■ **Exercise objective**
Return exactly the lines below, starting with the one that has "#[derive(Clone, Copy, Debug, PartialEq, Eq, ValueEnum)]" and going on through the one that has "(.png or .jpg)".

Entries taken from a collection
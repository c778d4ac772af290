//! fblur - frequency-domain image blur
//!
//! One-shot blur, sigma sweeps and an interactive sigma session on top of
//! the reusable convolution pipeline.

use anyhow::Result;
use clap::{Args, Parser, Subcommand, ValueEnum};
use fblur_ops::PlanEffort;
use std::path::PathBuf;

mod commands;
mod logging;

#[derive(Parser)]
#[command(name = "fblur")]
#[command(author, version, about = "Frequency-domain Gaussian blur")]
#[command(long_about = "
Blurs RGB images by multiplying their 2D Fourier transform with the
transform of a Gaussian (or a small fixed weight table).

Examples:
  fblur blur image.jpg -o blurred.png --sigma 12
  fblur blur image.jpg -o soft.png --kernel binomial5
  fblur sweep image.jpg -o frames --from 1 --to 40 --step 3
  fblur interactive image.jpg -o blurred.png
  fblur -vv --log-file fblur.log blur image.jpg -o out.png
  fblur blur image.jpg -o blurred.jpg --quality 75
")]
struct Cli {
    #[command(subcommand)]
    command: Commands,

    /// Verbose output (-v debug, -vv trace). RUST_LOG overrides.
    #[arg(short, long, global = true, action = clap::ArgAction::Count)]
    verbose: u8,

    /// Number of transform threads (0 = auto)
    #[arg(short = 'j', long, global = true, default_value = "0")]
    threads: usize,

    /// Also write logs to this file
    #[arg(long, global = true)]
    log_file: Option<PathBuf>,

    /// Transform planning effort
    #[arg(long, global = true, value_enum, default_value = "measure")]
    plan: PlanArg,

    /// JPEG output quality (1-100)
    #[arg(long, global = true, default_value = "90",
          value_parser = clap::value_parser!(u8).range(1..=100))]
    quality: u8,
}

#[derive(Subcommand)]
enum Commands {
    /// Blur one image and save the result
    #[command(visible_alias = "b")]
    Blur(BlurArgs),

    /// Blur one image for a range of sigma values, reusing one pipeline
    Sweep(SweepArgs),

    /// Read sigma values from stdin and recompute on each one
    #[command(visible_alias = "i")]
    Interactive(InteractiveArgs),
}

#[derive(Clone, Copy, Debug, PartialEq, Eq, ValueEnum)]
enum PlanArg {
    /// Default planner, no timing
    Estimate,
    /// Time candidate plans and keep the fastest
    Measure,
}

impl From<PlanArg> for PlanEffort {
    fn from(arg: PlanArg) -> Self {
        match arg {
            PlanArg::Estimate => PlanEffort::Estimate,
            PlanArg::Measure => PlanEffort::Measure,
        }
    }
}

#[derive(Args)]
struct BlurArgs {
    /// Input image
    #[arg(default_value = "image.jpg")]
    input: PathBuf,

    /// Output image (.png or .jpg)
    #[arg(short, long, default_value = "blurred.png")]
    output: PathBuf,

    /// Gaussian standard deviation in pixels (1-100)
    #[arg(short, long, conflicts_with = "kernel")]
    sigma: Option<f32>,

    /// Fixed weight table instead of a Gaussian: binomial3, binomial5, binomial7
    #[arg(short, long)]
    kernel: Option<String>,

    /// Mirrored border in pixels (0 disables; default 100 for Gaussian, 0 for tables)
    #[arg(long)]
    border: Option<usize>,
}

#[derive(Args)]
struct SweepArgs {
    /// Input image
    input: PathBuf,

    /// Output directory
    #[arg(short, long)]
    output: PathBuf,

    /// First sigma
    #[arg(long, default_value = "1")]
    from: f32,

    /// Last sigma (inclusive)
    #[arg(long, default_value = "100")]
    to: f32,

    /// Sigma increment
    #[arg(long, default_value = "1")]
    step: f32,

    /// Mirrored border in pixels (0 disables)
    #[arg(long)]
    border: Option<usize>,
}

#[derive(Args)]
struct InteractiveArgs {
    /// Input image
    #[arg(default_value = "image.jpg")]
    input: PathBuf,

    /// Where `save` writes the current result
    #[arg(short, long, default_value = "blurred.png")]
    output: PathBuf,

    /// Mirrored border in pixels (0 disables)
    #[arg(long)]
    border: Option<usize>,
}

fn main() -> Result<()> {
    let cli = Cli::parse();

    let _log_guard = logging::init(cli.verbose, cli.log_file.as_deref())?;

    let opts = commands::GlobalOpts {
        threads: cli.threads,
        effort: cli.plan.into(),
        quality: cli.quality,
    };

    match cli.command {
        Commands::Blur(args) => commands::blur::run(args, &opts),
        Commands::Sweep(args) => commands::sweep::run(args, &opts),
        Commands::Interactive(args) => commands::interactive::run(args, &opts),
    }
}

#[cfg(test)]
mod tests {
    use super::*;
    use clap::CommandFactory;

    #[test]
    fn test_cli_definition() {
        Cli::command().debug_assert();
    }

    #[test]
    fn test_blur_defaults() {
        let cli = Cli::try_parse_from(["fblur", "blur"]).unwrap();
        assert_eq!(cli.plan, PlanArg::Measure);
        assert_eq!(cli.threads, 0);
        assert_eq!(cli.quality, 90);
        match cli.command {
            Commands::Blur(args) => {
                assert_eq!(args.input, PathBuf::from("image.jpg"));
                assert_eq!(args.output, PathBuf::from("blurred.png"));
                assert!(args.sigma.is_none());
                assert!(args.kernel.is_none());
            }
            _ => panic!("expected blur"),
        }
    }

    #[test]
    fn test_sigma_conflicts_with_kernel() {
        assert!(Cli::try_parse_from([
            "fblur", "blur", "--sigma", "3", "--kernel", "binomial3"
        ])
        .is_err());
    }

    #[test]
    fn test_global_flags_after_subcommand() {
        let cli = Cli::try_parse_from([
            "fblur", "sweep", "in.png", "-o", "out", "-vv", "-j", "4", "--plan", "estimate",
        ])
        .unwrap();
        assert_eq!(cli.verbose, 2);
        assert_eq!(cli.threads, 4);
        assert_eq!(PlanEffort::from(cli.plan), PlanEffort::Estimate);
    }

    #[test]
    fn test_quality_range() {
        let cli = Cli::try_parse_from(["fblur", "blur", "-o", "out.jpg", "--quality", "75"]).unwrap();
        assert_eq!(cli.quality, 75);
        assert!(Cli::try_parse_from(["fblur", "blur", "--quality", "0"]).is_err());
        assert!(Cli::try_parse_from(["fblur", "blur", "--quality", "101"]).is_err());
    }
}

* * *

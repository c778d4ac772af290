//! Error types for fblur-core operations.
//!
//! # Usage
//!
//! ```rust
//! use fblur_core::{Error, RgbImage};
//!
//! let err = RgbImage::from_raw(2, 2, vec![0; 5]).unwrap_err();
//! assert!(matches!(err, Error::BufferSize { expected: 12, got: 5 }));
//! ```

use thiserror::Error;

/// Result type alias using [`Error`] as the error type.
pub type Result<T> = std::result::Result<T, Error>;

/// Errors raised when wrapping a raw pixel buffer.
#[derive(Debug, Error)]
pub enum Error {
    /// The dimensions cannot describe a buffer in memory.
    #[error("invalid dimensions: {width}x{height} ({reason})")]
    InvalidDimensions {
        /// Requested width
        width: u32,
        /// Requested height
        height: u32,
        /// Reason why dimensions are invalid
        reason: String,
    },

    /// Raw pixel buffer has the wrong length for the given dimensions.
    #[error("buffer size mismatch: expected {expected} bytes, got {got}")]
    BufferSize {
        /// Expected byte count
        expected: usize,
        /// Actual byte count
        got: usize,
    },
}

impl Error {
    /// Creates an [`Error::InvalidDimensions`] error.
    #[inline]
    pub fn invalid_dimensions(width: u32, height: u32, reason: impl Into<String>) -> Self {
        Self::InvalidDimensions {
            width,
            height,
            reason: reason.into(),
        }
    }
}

■ **Exercise result**
#[derive(Clone, Copy, Debug, PartialEq, Eq, ValueEnum)]
enum PlanArg {
    /// Default planner, no timing
    Estimate,
    /// Time candidate plans and keep the fastest
    Measure,
}

impl From<PlanArg> for PlanEffort {
    fn from(arg: PlanArg) -> Self {
        match arg {
            PlanArg::Estimate => PlanEffort::Estimate,
            PlanArg::Measure => PlanEffort::Measure,
        }
    }
}

#[derive(Args)]
struct BlurArgs {
    /// Input image
    #[arg(default_value = "image.jpg")]
    input: PathBuf,

    /// Output image (.png or .jpg)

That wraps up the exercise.